A dehydrated person may experience cramping in the limbs, headaches or feel generally unwell. They can become irritable and have difficulty sleeping.

Symptoms of more severe dehydration include a weak, rapid pulse, faster than usual breathing, severe muscle cramps and contractions and a bloated stomach.


How Can Dehydration be Prevented?

The most important strategy for preventing dehydration is to recognise when the person’s fluid intake is inadequate and ensuring that they drink more.

It can be difficult to persuade a loved one to drink the amount of fluid they need, especially when they do not feel thirsty or worry about incontinence.
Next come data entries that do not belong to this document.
use std::sync::Arc;

use axum::{
    extract::{Path, State},
    http::{HeaderMap, StatusCode},
    response::{IntoResponse, Response},
    routing::{get, patch},
    Router,
};
use serde::Deserialize;
use serde_json::json;

use super::domain::{EquipmentId, EquipmentStatus, JobId, JobStatus};
use super::repository::{EquipmentRepository, JobRepository};
use super::service::{ListingError, ListingService};
use crate::marketplace::identity::router::require_actor;
use crate::marketplace::identity::ActorResolver;

/// Shared state for the listing endpoints.
pub struct ListingsRouterState<E, J, R> {
    pub listings: Arc<ListingService<E, J>>,
    pub actors: Arc<R>,
}

/// Router builder for equipment and job listings.
pub fn listings_router<E, J, R>(state: Arc<ListingsRouterState<E, J, R>>) -> Router
where
    E: EquipmentRepository + 'static,
    J: JobRepository + 'static,
    R: ActorResolver + 'static,
{
    Router::new()
        .route(
            "/api/v1/equipment",
            get(available_equipment_handler::<E, J, R>).post(create_equipment_handler::<E, J, R>),
        )
        .route("/api/v1/equipment/mine", get(my_equipment_handler::<E, J, R>))
        .route(
            "/api/v1/equipment/:id/status",
            patch(equipment_status_handler::<E, J, R>),
        )
        .route(
            "/api/v1/jobs",
            get(open_jobs_handler::<E, J, R>).post(post_job_handler::<E, J, R>),
        )
        .route("/api/v1/jobs/mine", get(my_jobs_handler::<E, J, R>))
        .route("/api/v1/jobs/:id/status", patch(job_status_handler::<E, J, R>))
        .with_state(state)
}

#[derive(Debug, Deserialize)]
pub(crate) struct EquipmentStatusRequest {
    pub(crate) status: EquipmentStatus,
}

#[derive(Debug, Deserialize)]
pub(crate) struct JobStatusRequest {
    pub(crate) status: JobStatus,
}

pub(crate) async fn available_equipment_handler<E, J, R>(
    State(state): State<Arc<ListingsRouterState<E, J, R>>>,
) -> Response
where
    E: EquipmentRepository + 'static,
    J: JobRepository + 'static,
    R: ActorResolver + 'static,
{
    match state.listings.available_equipment() {
        Ok(listings) => (StatusCode::OK, axum::Json(listings)).into_response(),
        Err(err) => listing_error_response(err),
    }
}

pub(crate) async fn create_equipment_handler<E, J, R>(
    State(state): State<Arc<ListingsRouterState<E, J, R>>>,
    headers: HeaderMap,
    axum::Json(listing): axum::Json<super::domain::NewEquipment>,
) -> Response
where
    E: EquipmentRepository + 'static,
    J: JobRepository + 'static,
    R: ActorResolver + 'static,
{
    let actor = match require_actor(state.actors.as_ref(), &headers) {
        Ok(actor) => actor,
        Err(response) => return response,
    };
    match state.listings.create_equipment(actor, listing) {
        Ok(stored) => (StatusCode::CREATED, axum::Json(stored)).into_response(),
        Err(err) => listing_error_response(err),
    }
}

pub(crate) async fn my_equipment_handler<E, J, R>(
    State(state): State<Arc<ListingsRouterState<E, J, R>>>,
    headers: HeaderMap,
) -> Response
where
    E: EquipmentRepository + 'static,
    J: JobRepository + 'static,
    R: ActorResolver + 'static,
{
    let actor = match require_actor(state.actors.as_ref(), &headers) {
        Ok(actor) => actor,
        Err(response) => return response,
    };
    match state.listings.equipment_by_owner(actor) {
        Ok(listings) => (StatusCode::OK, axum::Json(listings)).into_response(),
        Err(err) => listing_error_response(err),
    }
}

pub(crate) async fn equipment_status_handler<E, J, R>(
    State(state): State<Arc<ListingsRouterState<E, J, R>>>,
    Path(id): Path<u64>,
    headers: HeaderMap,
    axum::Json(request): axum::Json<EquipmentStatusRequest>,
) -> Response
where
    E: EquipmentRepository + 'static,
    J: JobRepository + 'static,
    R: ActorResolver + 'static,
{
    let actor = match require_actor(state.actors.as_ref(), &headers) {
        Ok(actor) => actor,
        Err(response) => return response,
    };
    match state
        .listings
        .set_equipment_status(actor, EquipmentId(id), request.status)
    {
        Ok(listing) => (StatusCode::OK, axum::Json(listing)).into_response(),
        Err(err) => listing_error_response(err),
    }
}

pub(crate) async fn open_jobs_handler<E, J, R>(
    State(state): State<Arc<ListingsRouterState<E, J, R>>>,
) -> Response
where
    E: EquipmentRepository + 'static,
    J: JobRepository + 'static,
    R: ActorResolver + 'static,
{
    match state.listings.open_jobs() {
        Ok(jobs) => (StatusCode::OK, axum::Json(jobs)).into_response(),
        Err(err) => listing_error_response(err),
    }
}

pub(crate) async fn post_job_handler<E, J, R>(
    State(state): State<Arc<ListingsRouterState<E, J, R>>>,
    headers: HeaderMap,
    axum::Json(job): axum::Json<super::domain::NewLabourJob>,
) -> Response
where
    E: EquipmentRepository + 'static,
    J: JobRepository + 'static,
    R: ActorResolver + 'static,
{
    let actor = match require_actor(state.actors.as_ref(), &headers) {
        Ok(actor) => actor,
        Err(response) => return response,
    };
    match state.listings.post_job(actor, job) {
        Ok(stored) => (StatusCode::CREATED, axum::Json(stored)).into_response(),
        Err(err) => listing_error_response(err),
    }
}

pub(crate) async fn my_jobs_handler<E, J, R>(
    State(state): State<Arc<ListingsRouterState<E, J, R>>>,
    headers: HeaderMap,
) -> Response
where
    E: EquipmentRepository + 'static,
    J: JobRepository + 'static,
    R: ActorResolver + 'static,
{
    let actor = match require_actor(state.actors.as_ref(), &headers) {
        Ok(actor) => actor,
        Err(response) => return response,
    };
    match state.listings.jobs_by_farmer(actor) {
        Ok(jobs) => (StatusCode::OK, axum::Json(jobs)).into_response(),
        Err(err) => listing_error_response(err),
    }
}

pub(crate) async fn job_status_handler<E, J, R>(
    State(state): State<Arc<ListingsRouterState<E, J, R>>>,
    Path(id): Path<u64>,
    headers: HeaderMap,
    axum::Json(request): axum::Json<JobStatusRequest>,
) -> Response
where
    E: EquipmentRepository + 'static,
    J: JobRepository + 'static,
    R: ActorResolver + 'static,
{
    let actor = match require_actor(state.actors.as_ref(), &headers) {
        Ok(actor) => actor,
        Err(response) => return response,
    };
    match state.listings.set_job_status(actor, JobId(id), request.status) {
        Ok(job) => (StatusCode::OK, axum::Json(job)).into_response(),
        Err(err) => listing_error_response(err),
    }
}

fn listing_error_response(err: ListingError) -> Response {
    let status = match &err {
        ListingError::NotFound => StatusCode::NOT_FOUND,
        ListingError::Forbidden => StatusCode::FORBIDDEN,
        ListingError::Validation(_) => StatusCode::BAD_REQUEST,
        ListingError::Repository(_) => StatusCode::INTERNAL_SERVER_ERROR,
    };
    let payload = json!({ "error": err.to_string() });
    (status, axum::Json(payload)).into_response()
}
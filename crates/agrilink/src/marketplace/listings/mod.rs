//! Seller equipment listings and farmer labour jobs.

pub mod domain;
pub mod repository;
pub mod router;
pub mod service;

pub use domain::{
    Equipment, EquipmentDraft, EquipmentId, EquipmentStatus, JobDraft, JobId, JobStatus,
    LabourJob, ListingCategory, NewEquipment, NewLabourJob,
};
pub use repository::{EquipmentRepository, JobRepository};
pub use router::{listings_router, ListingsRouterState};
pub use service::{ListingError, ListingService};
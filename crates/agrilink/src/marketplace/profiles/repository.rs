use super::domain::LabourerProfile;
use crate::marketplace::identity::UserId;
use crate::marketplace::store::RepositoryError;

/// Storage abstraction for labourer profiles. `upsert` replaces any
/// existing profile for the same user id.
pub trait ProfileRepository: Send + Sync {
    fn upsert(&self, profile: LabourerProfile) -> Result<LabourerProfile, RepositoryError>;
    fn fetch(&self, user: UserId) -> Result<Option<LabourerProfile>, RepositoryError>;
}
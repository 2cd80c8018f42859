use crate::infra::MemoryStore;
use crate::routes::{build_services, Services};
use clap::Args;
use std::sync::Arc;

use agrilink::config::AdminConfig;
use agrilink::error::AppError;
use agrilink::marketplace::identity::{Actor, NewUser, User, UserRole};
use agrilink::marketplace::lifecycle::{ApplicationRequest, BookingRequest, DecisionOutcome};
use agrilink::marketplace::listings::{
    EquipmentStatus, ListingCategory, NewEquipment, NewLabourJob,
};
use agrilink::marketplace::profiles::ProfileDraft;

#[derive(Args, Debug, Default)]
pub(crate) struct DemoArgs {
    /// Skip the admin audit portion of the demo.
    #[arg(long)]
    pub(crate) skip_admin: bool,
}

const DEMO_PASSWORD: &str = "monsoon-2024";

pub(crate) fn run_demo(args: DemoArgs) -> Result<(), AppError> {
    let store = Arc::new(MemoryStore::default());
    store.seed_market_prices();
    let admin = AdminConfig {
        username: "admin".to_string(),
        password: "admin123".to_string(),
    };
    let services = build_services(store, &admin)?;

    println!("AgriLink marketplace demo");

    let seller = register(&services, "Sunil Patil", "sunil@agrilink.example", UserRole::Seller)?;
    let farmer = register(&services, "Asha Pawar", "asha@agrilink.example", UserRole::Farmer)?;
    let labourer = register(
        &services,
        "Ravi Jadhav",
        "ravi@agrilink.example",
        UserRole::Labourer,
    )?;

    println!("\nLogin with the wrong role tab:");
    match services
        .identity
        .login("asha@agrilink.example", DEMO_PASSWORD, UserRole::Seller)
    {
        Err(err) => println!("  rejected: {err}"),
        Ok(_) => println!("  unexpectedly succeeded"),
    }

    let (_, token) = services
        .identity
        .login("asha@agrilink.example", DEMO_PASSWORD, UserRole::Farmer)
        .map_err(demo_failure)?;
    println!("Farmer session token: {}...", &token.0[..8]);

    let seller_actor = actor(&seller);
    let farmer_actor = actor(&farmer);
    let labourer_actor = actor(&labourer);

    println!("\nEquipment rental flow");
    let tractor = services
        .listings
        .create_equipment(
            seller_actor,
            NewEquipment {
                name: "Heavy-duty tractor".to_string(),
                category: ListingCategory::Equipment,
                description: "55 HP, suited for plowing and tilling".to_string(),
                price: 1200.0,
                unit: "hr".to_string(),
                image_url: String::new(),
                availability: "Weekdays".to_string(),
            },
        )
        .map_err(demo_failure)?;
    println!("  {} listed as {}", tractor.name, tractor.status.label());

    let paused = services
        .listings
        .set_equipment_status(seller_actor, tractor.id, EquipmentStatus::Paused)
        .map_err(demo_failure)?;
    println!(
        "  paused -> discoverable listings: {}",
        services.listings.available_equipment().map_err(demo_failure)?.len()
    );
    services
        .listings
        .set_equipment_status(seller_actor, paused.id, EquipmentStatus::Available)
        .map_err(demo_failure)?;

    let booking = services
        .lifecycle
        .request_booking(
            farmer_actor,
            BookingRequest {
                equipment_id: tractor.id,
                slot: "21 Nov 6AM-2PM".to_string(),
                price: 8800.0,
            },
        )
        .map_err(demo_failure)?;
    println!(
        "  booking #{} requested ({})",
        booking.id,
        booking.status.label()
    );

    let queue = services
        .lifecycle
        .bookings_for_owner(seller_actor)
        .map_err(demo_failure)?;
    println!(
        "  seller queue: {} request(s), first from {}",
        queue.len(),
        queue[0].farmer_name
    );

    let decided = services
        .lifecycle
        .decide_booking(seller_actor, booking.id, DecisionOutcome::Accepted)
        .map_err(demo_failure)?;
    println!("  seller accepted -> {}", decided.status.label());

    match services
        .lifecycle
        .decide_booking(seller_actor, booking.id, DecisionOutcome::Rejected)
    {
        Err(err) => println!("  re-decide rejected: {err}"),
        Ok(_) => println!("  re-decide unexpectedly succeeded"),
    }

    println!("\nLabour job flow");
    let job = services
        .listings
        .post_job(
            farmer_actor,
            NewLabourJob {
                title: "Wheat harvest help".to_string(),
                skill_required: "Harvesting".to_string(),
                description: "Five acres, sickle harvest".to_string(),
                wage: 500.0,
                duration: "4 days".to_string(),
                location: "Nashik".to_string(),
            },
        )
        .map_err(demo_failure)?;
    println!("  job #{} posted ({})", job.id, job.status.label());

    let application = services
        .lifecycle
        .request_application(
            labourer_actor,
            ApplicationRequest {
                job_id: job.id,
                message: "I have 5 years experience".to_string(),
            },
        )
        .map_err(demo_failure)?;
    println!(
        "  application #{} submitted ({})",
        application.id,
        application.status.label()
    );

    match services.lifecycle.request_application(
        labourer_actor,
        ApplicationRequest {
            job_id: job.id,
            message: "Applying again".to_string(),
        },
    ) {
        Err(err) => println!("  duplicate application rejected: {err}"),
        Ok(_) => println!("  duplicate application unexpectedly succeeded"),
    }

    services
        .lifecycle
        .decide_application(farmer_actor, application.id, DecisionOutcome::Accepted)
        .map_err(demo_failure)?;
    let mine = services
        .lifecycle
        .applications_for_requester(labourer_actor)
        .map_err(demo_failure)?;
    println!(
        "  labourer sees: {} ({} @ {})",
        mine[0].status.label(),
        mine[0].job_title,
        mine[0].wage
    );

    services
        .profiles
        .upsert_profile(
            labourer_actor,
            ProfileDraft {
                skills: vec!["Harvesting".to_string(), "Sowing".to_string()],
                experience_years: 5,
                hourly_rate: 120.0,
                location: "Nashik".to_string(),
                phone: "9876500000".to_string(),
                languages: vec!["Marathi".to_string(), "Hindi".to_string()],
                bio: "Seasonal harvest specialist".to_string(),
                availability: "Mon-Sat".to_string(),
            },
        )
        .map_err(demo_failure)?;
    println!("  labourer profile saved");

    println!("\nMandi price board");
    for quote in services.market.quotes().map_err(demo_failure)? {
        println!(
            "  {}: {} per {} ({})",
            quote.crop_name, quote.price, quote.unit, quote.market_location
        );
    }

    if !args.skip_admin {
        println!("\nAdmin audit");
        let records = services
            .admin
            .all_records("admin", "admin123")
            .map_err(AppError::from)?;
        for (table, rows) in &records {
            println!("  {table}: {} row(s)", rows.len());
        }
    }

    Ok(())
}

fn register(
    services: &Services,
    name: &str,
    email: &str,
    role: UserRole,
) -> Result<User, AppError> {
    let user = services
        .identity
        .register(NewUser {
            name: name.to_string(),
            email: email.to_string(),
            password: DEMO_PASSWORD.to_string(),
            role,
        })
        .map_err(demo_failure)?;
    println!("  registered {} as {}", user.name, user.role.label());
    Ok(user)
}

fn actor(user: &User) -> Actor {
    Actor {
        id: user.id,
        role: user.role,
    }
}

fn demo_failure<E: std::fmt::Display>(err: E) -> AppError {
    AppError::Io(std::io::Error::new(
        std::io::ErrorKind::Other,
        err.to_string(),
    ))
}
Try the Following Strategies

  1. It doesn’t just have to be water. Mix up the fluids and hot and cold drinks – water is always the best way to hydrate, but it’s not the only way. Cups of decaff. tea or coffee, glasses of squash, smoothies and even a bowl of soup can help keep hydrated.
  2. Understand medication – certain prescriptions may make it more likely for them to become dehydrated, especially in hot weather.
  3. Provide lots of different vegetables particularly salads – many have high water content and provide the nutritional value you need to stay healthy in the heat.
  4. Try to persuade “sun worshipers” to wear a hat and stay in the shade. Be alert to complaints of headaches, fatigue, nausea, and lightheadedness.
  5. Assist if they need it if they are unable to drink independently. Your loved one may find drinking easier with an aid such as a special cup, or a straw depending on their condition.
  6. When they take their medication, offer a full glass of water to help them swallow it.
  7. Approach them positively offering a drink as an attractive option rather than as a necessity.
  8. Offer drinks regularly and leave them accessible so that your loved one can take them little and often if they prefer.
  9. Avoid too much caffeine or alcohol.
  10. Promote fluid intake more in the day than late at night if they have concerns about using the bathroom at night.